Clubs are definitely not trumps

Clubs are definitely not trumps

Robert Tanitch reviews Ace of Clubs at Union Theatre, London SE1

The great thing about The Union Theatre, under the artistic direction of Sasha Regan, is that you can catch up on musicals you thought you would never have a chance of seeing.

There will be lots of people who will want to see Ace of Clubs precisely because it is by Noel Coward and they will have a good time, even if they find the show proves to be as bad as the critics said it was at its premiere in 1950.

The action is set in a seedy Soho night club in post-war Britain, a black-market world of stolen nylons and stolen French perfumes. Jack Thorpe Baker’s revival turns the whole intimate Union auditorium into a cramped nightclub. The audience sits on hard chairs at tables. The crowded atmospheric setting is easily the best thing about the show.

There are two stories. The first story concerns the love of a sailor (engaging Gary Wood) for a singer (Emma Harris). There is not much chemistry between them.  The second story deals with small-time, amateur gangsters and a stolen necklace andthe dialogue sounds like the screenplay of a British B crime picture of the period. It rarely sounds like Coward.

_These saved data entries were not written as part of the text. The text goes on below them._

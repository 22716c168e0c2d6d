#![allow(non_upper_case_globals)]
#![allow(non_snake_case)]
#![allow(non_camel_case_types)]
#![allow(clippy::useless_transmute)]
#![allow(clippy::too_many_arguments)]
#![allow(clippy::unnecessary_cast)]
#![allow(clippy::ptr_offset_with_cast)]
#![allow(clippy::missing_safety_doc)]
pub mod bindings;
pub mod utils;

#[cfg(test)]
mod tests {
    use crate::bindings::{
        hsa_agent_get_info, hsa_agent_info_t_HSA_AGENT_INFO_DEVICE,
        hsa_agent_info_t_HSA_AGENT_INFO_NAME, hsa_agent_t, hsa_device_type_t, hsa_init,
        hsa_iterate_agents, hsa_shut_down, hsa_status_t, hsa_status_t_HSA_STATUS_SUCCESS,
        hsa_system_get_info, hsa_system_info_t_HSA_SYSTEM_INFO_VERSION_MAJOR,
        hsa_system_info_t_HSA_SYSTEM_INFO_VERSION_MINOR,
    };
    use crate::utils::get_device_type_str;

    #[repr(C)]
    #[derive(Debug)]
    struct AgentHandles {
        agents: Vec<hsa_agent_t>,
    }

    unsafe extern "C" fn collect_agents(
        agent: hsa_agent_t,
        data: *mut std::os::raw::c_void,
    ) -> hsa_status_t {
        let payload = &mut *(data as *mut AgentHandles);
        payload.agents.push(agent);

        hsa_status_t_HSA_STATUS_SUCCESS
    }

    #[test]
    #[ignore] // Needs a ROCm stack with at least one visible agent
    fn test_enumeration_surface() {
        let ret = unsafe { hsa_init() };
        assert_eq!(ret, hsa_status_t_HSA_STATUS_SUCCESS);

        let mut major: u16 = 0;
        let mut minor: u16 = 0;

        let ret = unsafe {
            hsa_system_get_info(
                hsa_system_info_t_HSA_SYSTEM_INFO_VERSION_MAJOR,
                &mut major as *mut _ as *mut std::os::raw::c_void,
            )
        };
        assert_eq!(ret, hsa_status_t_HSA_STATUS_SUCCESS);

        let ret = unsafe {
            hsa_system_get_info(
                hsa_system_info_t_HSA_SYSTEM_INFO_VERSION_MINOR,
                &mut minor as *mut _ as *mut std::os::raw::c_void,
            )
        };
        assert_eq!(ret, hsa_status_t_HSA_STATUS_SUCCESS);

        println!("interface version: {}.{}", major, minor);

        let mut handles = AgentHandles { agents: Vec::new() };

        let ret = unsafe {
            hsa_iterate_agents(
                Some(collect_agents),
                &mut handles as *mut _ as *mut std::os::raw::c_void,
            )
        };
        assert_eq!(ret, hsa_status_t_HSA_STATUS_SUCCESS);

        assert!(!handles.agents.is_empty());

        for agent in handles.agents.into_iter() {
            let mut name = [0u8; 64];
            let mut device_type: hsa_device_type_t = 0;

            let ret = unsafe {
                hsa_agent_get_info(
                    agent,
                    hsa_agent_info_t_HSA_AGENT_INFO_NAME,
                    name.as_mut_ptr() as *mut std::os::raw::c_void,
                )
            };
            assert_eq!(ret, hsa_status_t_HSA_STATUS_SUCCESS);

            let ret = unsafe {
                hsa_agent_get_info(
                    agent,
                    hsa_agent_info_t_HSA_AGENT_INFO_DEVICE,
                    &mut device_type as *mut _ as *mut std::os::raw::c_void,
                )
            };
            assert_eq!(ret, hsa_status_t_HSA_STATUS_SUCCESS);

            println!(
                "Agent - Name: {:?}, DEVICE_TYPE: {}",
                String::from_utf8_lossy(&name),
                get_device_type_str(device_type)
            );
        }

        let ret = unsafe { hsa_shut_down() };
        assert_eq!(ret, hsa_status_t_HSA_STATUS_SUCCESS);
    }
}
mod report;

use anyhow::Context;
use clap::Parser;
use hsa::system::Runtime;
use tracing_subscriber::EnvFilter;

#[derive(Parser, Debug)]
#[command(
    name = "hsa-diag",
    about = "One-shot HSA agent topology, memory and cache diagnostics",
    version
)]
struct Cli {
    /// Verbose runtime tracing on stderr
    #[arg(long, short)]
    verbose: bool,
}

fn init_tracing(verbose: bool) {
    let default_filter = if verbose { "debug" } else { "warn" };

    let env_filter =
        EnvFilter::try_from_default_env().unwrap_or_else(|_| EnvFilter::new(default_filter));

    tracing_subscriber::fmt()
        .with_env_filter(env_filter)
        .with_writer(std::io::stderr)
        .init();
}

fn main() -> anyhow::Result<()> {
    let cli = Cli::parse();
    init_tracing(cli.verbose);

    report::print_banner();

    println!("[+] Initializing HSA Runtime...");
    let runtime = Runtime::new().context("HSA runtime failed to initialize")?;

    let info = runtime.system_info()?;
    report::print_system_info(&info);

    println!();
    println!("[+] Scanning System Agents...");

    let agents = runtime.agents()?;

    for agent in agents.iter() {
        report::print_agent(agent, &agents)?;
    }

    println!();
    println!("[+] Diagnostics Complete.");

    Ok(())
}
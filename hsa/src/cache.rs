use crate::error::{hsa_check, HsaResult};
use hsa_sys::bindings::{
    hsa_agent_iterate_caches, hsa_agent_t, hsa_cache_get_info,
    hsa_cache_info_t_HSA_CACHE_INFO_LEVEL, hsa_cache_info_t_HSA_CACHE_INFO_SIZE, hsa_cache_t,
    hsa_status_t, hsa_status_t_HSA_STATUS_SUCCESS,
};

unsafe extern "C" fn collect_caches(
    cache: hsa_cache_t,
    data: *mut std::os::raw::c_void,
) -> hsa_status_t {
    let handles = &mut *(data as *mut Vec<hsa_cache_t>);
    handles.push(cache);

    hsa_status_t_HSA_STATUS_SUCCESS
}

/// One level of an agent's cache hierarchy.
#[derive(Debug, Clone)]
pub struct Cache {
    cache: hsa_cache_t,
}

impl Cache {
    pub(crate) fn collect(agent: hsa_agent_t) -> HsaResult<Vec<Cache>> {
        let mut handles: Vec<hsa_cache_t> = Vec::new();

        let ret = unsafe {
            hsa_agent_iterate_caches(
                agent,
                Some(collect_caches),
                &mut handles as *mut _ as *mut std::os::raw::c_void,
            )
        };
        hsa_check(ret)?;

        Ok(handles.into_iter().map(|cache| Cache { cache }).collect())
    }

    pub fn get_hsa_cache_t(&self) -> hsa_cache_t {
        self.cache
    }

    pub fn level(&self) -> HsaResult<u8> {
        let mut level: u8 = 0;

        let ret = unsafe {
            hsa_cache_get_info(
                self.cache,
                hsa_cache_info_t_HSA_CACHE_INFO_LEVEL,
                &mut level as *mut _ as *mut std::os::raw::c_void,
            )
        };
        hsa_check(ret)?;

        Ok(level)
    }

    /// Cache size in bytes. Some agents report 0 here.
    pub fn size(&self) -> HsaResult<u32> {
        let mut size: u32 = 0;

        let ret = unsafe {
            hsa_cache_get_info(
                self.cache,
                hsa_cache_info_t_HSA_CACHE_INFO_SIZE,
                &mut size as *mut _ as *mut std::os::raw::c_void,
            )
        };
        hsa_check(ret)?;

        Ok(size)
    }
}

The songs feel as if they were written in the pre-World War 2 era and the revue jokes at the expense of the sort of songs you get in tacky floor show, sung by untalented chorus girls, are laboured without ever being truly funny.

There is, in fact, such a shortage of good songs that the cast in the curtain call sing “London Pride”, a song Coward wrote in 1941 during the Blitz and which was never in this musical. The best song is, probably, “Sail Away,” which Coward re-used in 1961 in a show called Sail Away, another of his unsuccessful musical comedies.

The potential show-stopping number “Would You Like to Stick a Pin in My Balloon?”, in which the chorus girls offer male members of the audience pins to prick their, er, balloons, would go with an even greater bang-bang if there were many more balloons on their bodies and more opportunity to prick them.